Problem - Of all the lines below, return only those starting with the line holding "the simulator accepts." and going on through the line holding "run is discarded.", exactly as written.

Data provided -

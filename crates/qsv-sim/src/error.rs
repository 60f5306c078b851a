//! Error types for the sim crate.

use qsv_ir::{ClbitId, IrError, QubitId};
use thiserror::Error;

/// Errors produced while preparing or running a simulation.
#[derive(Debug, Error)]
#[non_exhaustive]
pub enum SimError {
    /// Circuit or initial state rejected at construction/validation time.
    #[error("Circuit IR error: {0}")]
    Ir(#[from] IrError),

    /// The selected outcome has (numerically) zero probability. Indicates a
    /// corrupted register; never retried.
    #[error("Degenerate measurement on {qubit}: outcome probability {probability:e}")]
    DegenerateMeasurement {
        /// The measured qubit.
        qubit: QubitId,
        /// Probability of the sampled outcome.
        probability: f64,
    },

    /// A qubit index does not exist in the register.
    #[error("Qubit {qubit} out of range for a {num_qubits}-qubit register")]
    QubitOutOfRange {
        /// The offending qubit.
        qubit: QubitId,
        /// Register width.
        num_qubits: usize,
    },

    /// A classical bit index does not exist in the classical store.
    #[error("Classical bit {clbit} out of range for {num_clbits} classical bits")]
    ClbitOutOfRange {
        /// The offending classical bit.
        clbit: ClbitId,
        /// Classical store width.
        num_clbits: usize,
    },

    /// Circuit is wider than the simulator accepts.
    #[error("Circuit has {num_qubits} qubits but simulator only supports {max_qubits}")]
    CircuitTooLarge {
        /// Circuit width.
        num_qubits: usize,
        /// Configured limit.
        max_qubits: u32,
    },

    /// A shot aborted; the run is discarded.
    #[error("Shot {shot} failed at instruction {instruction}: {source}")]
    ShotFailed {
        /// Zero-based shot index.
        shot: u64,
        /// Index of the instruction that faulted.
        instruction: usize,
        /// Underlying fault.
        #[source]
        source: Box<SimError>,
    },

    /// The run exceeded its time budget; partial counts were discarded.
    #[error("Run timed out after {elapsed_ms} ms ({completed} of {requested} shots completed)")]
    Timeout {
        /// Shots finished before the deadline.
        completed: u64,
        /// Shots requested.
        requested: u64,
        /// Wall-clock time spent.
        elapsed_ms: u64,
    },
}

/// Result type for simulation operations.
pub type SimResult<T> = Result<T, SimError>;
//! CLI command parsing and utility tests.
//!
//! Tests cover argument parsing (via clap `try_parse_from`),
//! circuit loading from JSON files, and error paths.

// The CLI is a binary crate, so the loading logic is exercised through the
// same library calls `commands::common` makes, and clap parsing is validated
// against an equivalent command definition.

// ============================================================================
// Circuit loading
// ============================================================================

mod circuit_loading {
    use std::fs;
    use std::path::Path;

    use anyhow::Context;
    use qsv_ir::{Circuit, ClbitId, InitialState, QubitId};
    use qsv_sim::Simulator;

    /// Equivalent to commands::common::load_circuit
    fn load_circuit(path: &Path) -> anyhow::Result<Circuit> {
        if !path.exists() {
            anyhow::bail!("File not found: {}", path.display());
        }
        let source = fs::read_to_string(path)?;
        let ext = path.extension().and_then(|e| e.to_str()).unwrap_or("");
        if !ext.is_empty() && !ext.eq_ignore_ascii_case("json") {
            anyhow::bail!("Unsupported circuit format '.{ext}': expected a JSON file");
        }
        let circuit: Circuit = serde_json::from_str(&source).context("Failed to parse circuit")?;
        circuit.validate().context("Invalid circuit")?;
        Ok(circuit)
    }

    #[test]
    fn test_load_nonexistent_file() {
        let err = load_circuit(Path::new("/nonexistent/circuit.json")).unwrap_err();
        assert!(err.to_string().contains("File not found"));
    }

    #[test]
    fn test_load_teleportation_roundtrip() {
        let dir = tempfile::tempdir().unwrap();
        let path = dir.path().join("teleport.json");

        let input = InitialState::from_real([0.3, 0.6], [QubitId(0)]).unwrap();
        let circuit = Circuit::teleportation(input).unwrap();
        fs::write(&path, serde_json::to_string_pretty(&circuit).unwrap()).unwrap();

        let loaded = load_circuit(&path).unwrap();
        assert_eq!(loaded.instructions(), circuit.instructions());
        let original = circuit.initial_state().unwrap().amplitudes();
        let reloaded = loaded.initial_state().unwrap().amplitudes();
        for (a, b) in original.iter().zip(reloaded) {
            assert!((a - b).norm() < 1e-12);
        }

        let counts = Simulator::with_seed(1).run(&loaded, 500).unwrap();
        assert_eq!(counts.total_shots(), 500);
        assert!(counts.marginal(ClbitId(2)).get("1") > counts.marginal(ClbitId(2)).get("0"));
    }

    #[test]
    fn test_load_hand_written_json() {
        let dir = tempfile::tempdir().unwrap();
        let path = dir.path().join("bell.json");
        fs::write(
            &path,
            r#"{
                "name": "bell",
                "num_qubits": 2,
                "num_clbits": 2,
                "instructions": [
                    {"op": "gate", "gate": {"kind": {"Standard": "H"}}, "qubits": [0]},
                    {"op": "gate", "gate": {"kind": {"Standard": "CX"}}, "qubits": [0, 1]},
                    {"op": "measure", "qubit": 0, "clbit": 0},
                    {"op": "measure", "qubit": 1, "clbit": 1}
                ]
            }"#,
        )
        .unwrap();

        let circuit = load_circuit(&path).unwrap();
        assert_eq!(circuit.num_qubits(), 2);
        assert_eq!(circuit.num_measurements(), 2);
    }

    #[test]
    fn test_load_rejects_out_of_range_operand() {
        let dir = tempfile::tempdir().unwrap();
        let path = dir.path().join("bad.json");
        fs::write(
            &path,
            r#"{
                "name": "bad",
                "num_qubits": 1,
                "num_clbits": 0,
                "instructions": [
                    {"op": "gate", "gate": {"kind": {"Standard": "X"}}, "qubits": [2]}
                ]
            }"#,
        )
        .unwrap();

        let err = load_circuit(&path).unwrap_err();
        assert!(format!("{err:#}").contains("Invalid circuit"));
    }

    #[test]
    fn test_load_rejects_non_json_extension() {
        let dir = tempfile::tempdir().unwrap();
        let path = dir.path().join("bell.qasm");
        fs::write(&path, "OPENQASM 3.0;\nqubit[2] q;\nh q[0];\n").unwrap();

        let err = load_circuit(&path).unwrap_err();
        assert!(err.to_string().contains("Unsupported circuit format '.qasm'"));

        let upper = dir.path().join("BELL.JSON");
        fs::write(&upper, serde_json::to_string(&Circuit::bell().unwrap()).unwrap())
            .unwrap();
        assert!(load_circuit(&upper).is_ok());
    }

    #[test]
    fn test_load_rejects_malformed_json() {
        let dir = tempfile::tempdir().unwrap();
        let path = dir.path().join("broken.json");
        fs::write(&path, "{ not json").unwrap();
        assert!(load_circuit(&path).is_err());
    }
}

// ============================================================================
// Clap argument parsing (test via try_parse_from on equivalent structs)
// ============================================================================

mod clap_parsing {
    use clap::{Parser, Subcommand};

    #[derive(Parser)]
    #[command(name = "qsv")]
    struct TestCli {
        #[arg(short, long, action = clap::ArgAction::Count, global = true)]
        verbose: u8,

        #[command(subcommand)]
        command: TestCommands,
    }

    #[derive(Subcommand)]
    enum TestCommands {
        Teleport {
            #[arg(long, default_value = "0.3", allow_hyphen_values = true)]
            alpha: f64,
            #[arg(long, default_value = "0.6", allow_hyphen_values = true)]
            beta: f64,
            #[arg(short, long, default_value = "1024")]
            shots: u64,
            #[arg(long)]
            seed: Option<u64>,
            #[arg(short, long)]
            config: Option<String>,
        },
        Run {
            #[arg(short, long)]
            input: String,
            #[arg(short, long, default_value = "1024")]
            shots: u64,
            #[arg(long)]
            seed: Option<u64>,
            #[arg(short, long)]
            config: Option<String>,
            #[arg(short, long, default_value = "table")]
            format: String,
        },
        Version,
    }

    #[test]
    fn test_parse_teleport_defaults() {
        let cli = TestCli::try_parse_from(["qsv", "teleport"]).unwrap();
        match cli.command {
            TestCommands::Teleport {
                alpha,
                beta,
                shots,
                seed,
                config,
            } => {
                assert!((alpha - 0.3).abs() < f64::EPSILON);
                assert!((beta - 0.6).abs() < f64::EPSILON);
                assert_eq!(shots, 1024);
                assert!(seed.is_none());
                assert!(config.is_none());
            }
            _ => panic!("Expected Teleport command"),
        }
    }

    #[test]
    fn test_parse_teleport_with_all_args() {
        let cli = TestCli::try_parse_from([
            "qsv",
            "teleport",
            "--alpha",
            "-0.5",
            "--beta",
            "0.5",
            "-s",
            "10000",
            "--seed",
            "42",
            "-c",
            "qsv.yaml",
        ])
        .unwrap();
        match cli.command {
            TestCommands::Teleport {
                alpha,
                beta,
                shots,
                seed,
                config,
            } => {
                assert!((alpha + 0.5).abs() < f64::EPSILON);
                assert!((beta - 0.5).abs() < f64::EPSILON);
                assert_eq!(shots, 10000);
                assert_eq!(seed, Some(42));
                assert_eq!(config.as_deref(), Some("qsv.yaml"));
            }
            _ => panic!("Expected Teleport command"),
        }
    }

    #[test]
    fn test_parse_teleport_rejects_bad_shots() {
        let result = TestCli::try_parse_from(["qsv", "teleport", "--shots", "many"]);
        assert!(result.is_err());
        let result = TestCli::try_parse_from(["qsv", "teleport", "--shots", "-5"]);
        assert!(result.is_err());
    }

    #[test]
    fn test_parse_run_minimal() {
        let cli = TestCli::try_parse_from(["qsv", "run", "-i", "bell.json"]).unwrap();
        match cli.command {
            TestCommands::Run {
                input,
                shots,
                seed,
                config,
                format,
            } => {
                assert_eq!(input, "bell.json");
                assert_eq!(shots, 1024);
                assert!(seed.is_none());
                assert!(config.is_none());
                assert_eq!(format, "table");
            }
            _ => panic!("Expected Run command"),
        }
    }

    #[test]
    fn test_parse_run_json_format() {
        let cli = TestCli::try_parse_from([
            "qsv", "run", "-i", "c.json", "-s", "100", "--seed", "7", "-f", "json",
        ])
        .unwrap();
        match cli.command {
            TestCommands::Run {
                shots,
                seed,
                format,
                ..
            } => {
                assert_eq!(shots, 100);
                assert_eq!(seed, Some(7));
                assert_eq!(format, "json");
            }
            _ => panic!("Expected Run command"),
        }
    }

    #[test]
    fn test_parse_run_missing_input() {
        let result = TestCli::try_parse_from(["qsv", "run"]);
        assert!(result.is_err());
    }

    #[test]
    fn test_parse_version() {
        let cli = TestCli::try_parse_from(["qsv", "version"]).unwrap();
        assert!(matches!(cli.command, TestCommands::Version));
    }

    #[test]
    fn test_parse_verbose_flag() {
        let cli = TestCli::try_parse_from(["qsv", "-v", "version"]).unwrap();
        assert_eq!(cli.verbose, 1);
    }

    #[test]
    fn test_parse_verbose_vvv_after_subcommand() {
        let cli = TestCli::try_parse_from(["qsv", "teleport", "-vvv"]).unwrap();
        assert_eq!(cli.verbose, 3);
    }

    #[test]
    fn test_no_subcommand() {
        let result = TestCli::try_parse_from(["qsv"]);
        assert!(result.is_err());
    }

    #[test]
    fn test_unknown_subcommand() {
        let result = TestCli::try_parse_from(["qsv", "submit"]);
        assert!(result.is_err());
    }
}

Answer -
    /// Circuit is wider than the simulator accepts.
    #[error("Circuit has {num_qubits} qubits but simulator only supports {max_qubits}")]
    CircuitTooLarge {
        /// Circuit width.
        num_qubits: usize,
        /// Configured limit.
        max_qubits: u32,
    },

    /// A shot aborted; the run is discarded.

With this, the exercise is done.